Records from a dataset
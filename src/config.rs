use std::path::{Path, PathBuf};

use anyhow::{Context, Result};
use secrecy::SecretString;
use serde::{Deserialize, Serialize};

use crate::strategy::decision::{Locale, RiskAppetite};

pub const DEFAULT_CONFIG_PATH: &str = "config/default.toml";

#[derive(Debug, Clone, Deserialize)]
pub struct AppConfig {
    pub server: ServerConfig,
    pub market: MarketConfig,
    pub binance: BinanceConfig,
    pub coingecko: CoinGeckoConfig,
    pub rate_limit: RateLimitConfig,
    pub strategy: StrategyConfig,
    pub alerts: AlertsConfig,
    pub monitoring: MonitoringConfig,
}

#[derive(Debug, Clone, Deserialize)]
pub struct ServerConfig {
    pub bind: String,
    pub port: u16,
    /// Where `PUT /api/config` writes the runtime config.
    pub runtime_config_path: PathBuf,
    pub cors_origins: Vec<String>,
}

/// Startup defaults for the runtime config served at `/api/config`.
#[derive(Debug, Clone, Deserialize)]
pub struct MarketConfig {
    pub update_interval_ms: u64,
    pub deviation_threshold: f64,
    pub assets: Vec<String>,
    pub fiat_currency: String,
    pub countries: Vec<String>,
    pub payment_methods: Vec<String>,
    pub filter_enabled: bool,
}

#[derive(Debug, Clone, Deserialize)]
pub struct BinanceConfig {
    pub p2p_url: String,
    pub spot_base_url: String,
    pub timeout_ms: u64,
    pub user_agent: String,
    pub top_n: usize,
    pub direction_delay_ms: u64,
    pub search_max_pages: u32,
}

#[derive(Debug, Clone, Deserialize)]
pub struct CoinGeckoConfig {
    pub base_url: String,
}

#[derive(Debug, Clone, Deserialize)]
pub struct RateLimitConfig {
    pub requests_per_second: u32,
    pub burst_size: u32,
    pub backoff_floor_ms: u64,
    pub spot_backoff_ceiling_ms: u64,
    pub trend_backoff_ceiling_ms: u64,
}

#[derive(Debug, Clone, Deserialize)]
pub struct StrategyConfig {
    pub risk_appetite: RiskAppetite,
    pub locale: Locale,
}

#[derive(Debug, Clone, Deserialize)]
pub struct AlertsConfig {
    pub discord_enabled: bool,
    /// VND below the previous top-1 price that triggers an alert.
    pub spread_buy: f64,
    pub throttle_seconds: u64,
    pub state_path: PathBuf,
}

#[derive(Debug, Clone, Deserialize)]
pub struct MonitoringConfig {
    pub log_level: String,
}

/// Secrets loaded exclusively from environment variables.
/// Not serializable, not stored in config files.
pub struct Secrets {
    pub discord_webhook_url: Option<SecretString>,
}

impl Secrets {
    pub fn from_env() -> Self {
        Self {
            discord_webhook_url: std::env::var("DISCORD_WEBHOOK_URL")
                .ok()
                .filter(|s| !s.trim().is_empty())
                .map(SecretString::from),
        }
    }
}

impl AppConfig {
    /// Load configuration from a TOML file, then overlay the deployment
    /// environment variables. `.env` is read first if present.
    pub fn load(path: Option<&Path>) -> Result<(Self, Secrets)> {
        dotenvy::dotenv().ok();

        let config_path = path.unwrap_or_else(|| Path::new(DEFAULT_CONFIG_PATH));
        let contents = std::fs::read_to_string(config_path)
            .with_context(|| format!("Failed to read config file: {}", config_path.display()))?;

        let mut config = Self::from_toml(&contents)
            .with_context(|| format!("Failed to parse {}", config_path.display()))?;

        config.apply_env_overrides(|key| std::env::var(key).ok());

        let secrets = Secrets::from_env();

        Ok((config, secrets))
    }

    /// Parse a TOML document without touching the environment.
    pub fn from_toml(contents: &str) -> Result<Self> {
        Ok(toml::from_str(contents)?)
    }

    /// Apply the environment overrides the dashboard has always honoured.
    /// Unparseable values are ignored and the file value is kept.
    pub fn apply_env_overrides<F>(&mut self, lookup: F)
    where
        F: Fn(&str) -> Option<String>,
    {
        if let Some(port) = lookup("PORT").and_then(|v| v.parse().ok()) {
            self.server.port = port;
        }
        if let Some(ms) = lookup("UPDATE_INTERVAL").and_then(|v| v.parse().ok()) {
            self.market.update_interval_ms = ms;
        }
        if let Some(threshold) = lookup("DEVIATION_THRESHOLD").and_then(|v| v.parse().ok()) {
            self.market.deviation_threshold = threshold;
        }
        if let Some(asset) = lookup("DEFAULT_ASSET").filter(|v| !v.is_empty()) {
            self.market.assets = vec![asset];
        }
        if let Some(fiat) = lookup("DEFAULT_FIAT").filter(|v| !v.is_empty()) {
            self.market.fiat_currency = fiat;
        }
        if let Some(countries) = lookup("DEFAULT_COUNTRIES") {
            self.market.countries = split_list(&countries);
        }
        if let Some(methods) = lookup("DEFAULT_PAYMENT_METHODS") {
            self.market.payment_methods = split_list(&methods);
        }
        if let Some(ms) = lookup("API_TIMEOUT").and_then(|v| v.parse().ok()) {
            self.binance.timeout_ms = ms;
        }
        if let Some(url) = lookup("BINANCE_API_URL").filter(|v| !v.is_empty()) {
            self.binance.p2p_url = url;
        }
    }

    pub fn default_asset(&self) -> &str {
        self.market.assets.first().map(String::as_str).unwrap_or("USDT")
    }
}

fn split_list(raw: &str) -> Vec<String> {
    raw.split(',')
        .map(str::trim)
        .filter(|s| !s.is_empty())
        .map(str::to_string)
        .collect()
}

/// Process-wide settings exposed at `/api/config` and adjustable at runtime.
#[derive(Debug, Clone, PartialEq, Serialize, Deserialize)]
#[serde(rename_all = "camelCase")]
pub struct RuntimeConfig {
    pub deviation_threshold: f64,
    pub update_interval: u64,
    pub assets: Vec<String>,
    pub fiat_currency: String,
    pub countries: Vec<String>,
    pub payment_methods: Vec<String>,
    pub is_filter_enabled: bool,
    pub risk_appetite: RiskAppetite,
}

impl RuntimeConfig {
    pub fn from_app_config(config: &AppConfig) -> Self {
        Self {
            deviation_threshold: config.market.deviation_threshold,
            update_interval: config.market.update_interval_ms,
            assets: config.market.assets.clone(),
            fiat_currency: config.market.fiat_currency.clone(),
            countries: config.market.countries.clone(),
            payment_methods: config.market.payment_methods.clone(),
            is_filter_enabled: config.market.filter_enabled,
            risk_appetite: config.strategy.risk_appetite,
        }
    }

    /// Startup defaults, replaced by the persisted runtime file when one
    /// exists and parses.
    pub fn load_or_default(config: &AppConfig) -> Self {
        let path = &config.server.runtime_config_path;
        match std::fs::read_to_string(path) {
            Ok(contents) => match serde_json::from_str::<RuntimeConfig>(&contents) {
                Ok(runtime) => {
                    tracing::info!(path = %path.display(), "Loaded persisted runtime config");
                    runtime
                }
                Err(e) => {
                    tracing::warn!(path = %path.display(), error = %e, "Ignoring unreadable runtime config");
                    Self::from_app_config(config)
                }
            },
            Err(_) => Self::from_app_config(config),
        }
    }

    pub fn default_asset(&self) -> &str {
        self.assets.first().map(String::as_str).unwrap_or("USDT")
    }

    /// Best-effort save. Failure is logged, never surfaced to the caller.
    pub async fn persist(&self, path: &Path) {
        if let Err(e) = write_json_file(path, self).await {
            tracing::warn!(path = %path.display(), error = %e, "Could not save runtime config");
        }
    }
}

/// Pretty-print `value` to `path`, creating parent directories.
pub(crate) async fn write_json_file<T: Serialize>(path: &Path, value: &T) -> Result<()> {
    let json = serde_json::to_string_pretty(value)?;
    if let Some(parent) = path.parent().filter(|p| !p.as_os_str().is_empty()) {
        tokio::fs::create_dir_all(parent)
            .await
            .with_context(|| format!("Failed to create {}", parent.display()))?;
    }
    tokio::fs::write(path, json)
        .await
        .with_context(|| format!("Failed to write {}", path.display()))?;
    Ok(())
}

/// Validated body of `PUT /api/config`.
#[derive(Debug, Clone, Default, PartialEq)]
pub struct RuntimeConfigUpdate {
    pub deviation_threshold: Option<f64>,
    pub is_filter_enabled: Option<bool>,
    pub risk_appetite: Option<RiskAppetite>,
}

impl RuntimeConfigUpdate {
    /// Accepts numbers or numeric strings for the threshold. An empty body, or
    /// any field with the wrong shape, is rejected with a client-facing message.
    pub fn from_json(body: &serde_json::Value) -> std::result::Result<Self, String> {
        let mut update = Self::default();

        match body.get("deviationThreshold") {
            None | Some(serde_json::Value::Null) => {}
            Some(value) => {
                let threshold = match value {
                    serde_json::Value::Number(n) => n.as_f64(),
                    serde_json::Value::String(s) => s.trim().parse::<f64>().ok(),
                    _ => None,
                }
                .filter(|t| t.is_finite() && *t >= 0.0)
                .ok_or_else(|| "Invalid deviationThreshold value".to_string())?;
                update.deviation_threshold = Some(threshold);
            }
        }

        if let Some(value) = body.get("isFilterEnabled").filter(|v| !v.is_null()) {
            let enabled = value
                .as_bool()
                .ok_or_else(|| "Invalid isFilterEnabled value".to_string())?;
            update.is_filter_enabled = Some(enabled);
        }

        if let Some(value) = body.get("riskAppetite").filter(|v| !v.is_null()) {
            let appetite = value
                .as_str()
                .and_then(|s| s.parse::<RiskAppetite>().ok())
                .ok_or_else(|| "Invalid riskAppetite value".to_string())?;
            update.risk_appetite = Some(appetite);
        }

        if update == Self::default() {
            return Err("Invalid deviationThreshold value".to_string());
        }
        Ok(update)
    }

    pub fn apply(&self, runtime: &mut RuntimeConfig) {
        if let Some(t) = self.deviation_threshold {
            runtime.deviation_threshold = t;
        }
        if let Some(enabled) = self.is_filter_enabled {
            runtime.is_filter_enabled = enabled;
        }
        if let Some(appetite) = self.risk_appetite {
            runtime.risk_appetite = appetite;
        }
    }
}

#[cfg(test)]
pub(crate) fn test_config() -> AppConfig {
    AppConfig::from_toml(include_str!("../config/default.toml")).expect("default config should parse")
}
---
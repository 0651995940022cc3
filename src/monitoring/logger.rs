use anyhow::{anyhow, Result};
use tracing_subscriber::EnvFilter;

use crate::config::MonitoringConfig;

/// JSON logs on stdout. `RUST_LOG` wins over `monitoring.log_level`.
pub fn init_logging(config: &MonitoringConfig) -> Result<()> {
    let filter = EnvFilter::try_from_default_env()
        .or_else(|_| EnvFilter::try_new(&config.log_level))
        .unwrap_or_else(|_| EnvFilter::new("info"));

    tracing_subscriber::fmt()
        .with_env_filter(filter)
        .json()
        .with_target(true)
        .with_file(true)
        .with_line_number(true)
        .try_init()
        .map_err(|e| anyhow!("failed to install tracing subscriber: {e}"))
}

Task details –
Copy out each line of the entries where the word "assets" is found.

Result of this task –
    pub assets: Vec<String>,
            self.market.assets = vec![asset];
        self.market.assets.first().map(String::as_str).unwrap_or("USDT")
    pub assets: Vec<String>,
            assets: config.market.assets.clone(),
        self.assets.first().map(String::as_str).unwrap_or("USDT")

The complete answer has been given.